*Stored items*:
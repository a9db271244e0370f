//! Lower-triangular square roots of covariance matrices.

use crate::core::{Result, RiskError};

/// Tolerance below which a diagonal pivot is treated as a zero
/// eigen-direction rather than a factorization failure.
pub const PSD_TOL: f64 = 1e-12;

/// Pivot policy for [`cholesky_lower`].
#[derive(Debug, Clone, Copy, Default, PartialEq, Eq)]
pub enum CholeskyMode {
    /// Zero out near-zero pivots, admitting positive semi-definite inputs.
    #[default]
    Tolerant,
    /// Fail on any non-positive pivot. Used by validation paths.
    Strict,
}

/// Banachiewicz factorization of a row-major `dim x dim` covariance matrix.
///
/// Returns lower-triangular `L` (row-major, upper entries zero) with
/// `L * L^T = cov` for positive-definite inputs. In tolerant mode a pivot
/// candidate within [`PSD_TOL`] of zero produces a zero row/column instead
/// of an error, which keeps small-sample covariances with degenerate
/// directions usable; a pivot below `-PSD_TOL` still fails. Strict mode
/// rejects any pivot at or below zero.
pub fn cholesky_lower(cov: &[f64], dim: usize, mode: CholeskyMode) -> Result<Vec<f64>> {
    if dim == 0 {
        return Err(RiskError::InvalidArgument(
            "covariance matrix must be non-empty".to_string(),
        ));
    }
    if cov.len() != dim * dim {
        return Err(RiskError::InvalidArgument(format!(
            "covariance matrix must be {dim}x{dim}, got {} entries",
            cov.len()
        )));
    }

    let mut lower = vec![0.0_f64; dim * dim];

    for i in 0..dim {
        for j in 0..=i {
            let mut sum = cov[i * dim + j];
            for k in 0..j {
                sum -= lower[i * dim + k] * lower[j * dim + k];
            }

            if i == j {
                match mode {
                    CholeskyMode::Strict => {
                        if sum <= 0.0 {
                            return Err(RiskError::NotPositiveDefinite(format!(
                                "pivot {sum:e} at row {i}"
                            )));
                        }
                        lower[i * dim + i] = sum.sqrt();
                    }
                    CholeskyMode::Tolerant => {
                        if sum < -PSD_TOL {
                            return Err(RiskError::NotPositiveDefinite(format!(
                                "pivot {sum:e} at row {i}"
                            )));
                        }
                        lower[i * dim + i] = if sum <= PSD_TOL { 0.0 } else { sum.sqrt() };
                    }
                }
            } else {
                let pivot = lower[j * dim + j];
                lower[i * dim + j] = if pivot.abs() <= PSD_TOL {
                    0.0
                } else {
                    sum / pivot
                };
            }
        }
    }

    Ok(lower)
}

*Work to complete*:
How many of the lines in the records above include the word "Result"? State that number alone.

*Solution for this task*:
2